**Excerpted data**
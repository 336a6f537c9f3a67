//! # scivault-core
//!
//! Core crate for SciVault. Contains traits, configuration schemas,
//! typed identifiers, domain events, and the unified error system.
//!
//! This crate has **no** internal dependencies on other SciVault crates.

pub mod config;
pub mod error;
pub mod events;
pub mod result;
pub mod traits;
pub mod types;

pub use error::AppError;
pub use result::AppResult;
//! Session-related domain events.

use serde::{Deserialize, Serialize};

use crate::types::{GroupId, SessionId, UserId};

/// Events related to session lifecycle.
#[derive(Debug, Clone, Serialize, Deserialize)]
#[serde(tag = "type")]
pub enum SessionEvent {
    /// A user logged in and a session was created.
    Created {
        /// The session ID.
        session_id: SessionId,
        /// The authenticated user.
        user_id: UserId,
        /// The group the session is bound to.
        group_id: GroupId,
    },
    /// An administrator or group owner created an impersonated session.
    Impersonated {
        /// The session ID.
        session_id: SessionId,
        /// The user who actually authenticated.
        owner_user_id: UserId,
        /// The identity being acted as.
        acting_user_id: UserId,
        /// The group the session is bound to.
        group_id: GroupId,
    },
    /// A caller attached to an existing session.
    Joined {
        /// The session ID.
        session_id: SessionId,
        /// The acting user of the session.
        user_id: UserId,
    },
    /// A session was rebound to a different group.
    GroupSwitched {
        /// The session ID.
        session_id: SessionId,
        /// The acting user of the session.
        user_id: UserId,
        /// The new group.
        group_id: GroupId,
    },
    /// A session was revoked by logout or administrative action.
    Revoked {
        /// The session ID.
        session_id: SessionId,
        /// The user whose session was revoked.
        user_id: UserId,
        /// Who revoked it (absent for system-initiated revocation).
        revoked_by: Option<UserId>,
        /// Why the session ended.
        reason: String,
    },
    /// A session timed out and was expired by the background sweep.
    Expired {
        /// The session ID.
        session_id: SessionId,
        /// The user whose session expired.
        user_id: UserId,
    },
}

**What to do**
Taking no liberties, give the material above again in full.

**Expected answer**
repository 336a6f537c9f3a67
//! # scivault-core
//!
//! Core crate for SciVault. Contains traits, configuration schemas,
//! typed identifiers, domain events, and the unified error system.
//!
//! This crate has **no** internal dependencies on other SciVault crates.

pub mod config;
pub mod error;
pub mod events;
pub mod result;
pub mod traits;
pub mod types;

pub use error::AppError;
pub use result::AppResult;
//! Session-related domain events.

use serde::{Deserialize, Serialize};

use crate::types::{GroupId, SessionId, UserId};

/// Events related to session lifecycle.
#[derive(Debug, Clone, Serialize, Deserialize)]
#[serde(tag = "type")]
pub enum SessionEvent {
    /// A user logged in and a session was created.
    Created {
        /// The session ID.
        session_id: SessionId,
        /// The authenticated user.
        user_id: UserId,
        /// The group the session is bound to.
        group_id: GroupId,
    },
    /// An administrator or group owner created an impersonated session.
    Impersonated {
        /// The session ID.
        session_id: SessionId,
        /// The user who actually authenticated.
        owner_user_id: UserId,
        /// The identity being acted as.
        acting_user_id: UserId,
        /// The group the session is bound to.
        group_id: GroupId,
    },
    /// A caller attached to an existing session.
    Joined {
        /// The session ID.
        session_id: SessionId,
        /// The acting user of the session.
        user_id: UserId,
    },
    /// A session was rebound to a different group.
    GroupSwitched {
        /// The session ID.
        session_id: SessionId,
        /// The acting user of the session.
        user_id: UserId,
        /// The new group.
        group_id: GroupId,
    },
    /// A session was revoked by logout or administrative action.
    Revoked {
        /// The session ID.
        session_id: SessionId,
        /// The user whose session was revoked.
        user_id: UserId,
        /// Who revoked it (absent for system-initiated revocation).
        revoked_by: Option<UserId>,
        /// Why the session ended.
        reason: String,
    },
    /// A session timed out and was expired by the background sweep.
    Expired {
        /// The session ID.
        session_id: SessionId,
        /// The user whose session expired.
        user_id: UserId,
    },
}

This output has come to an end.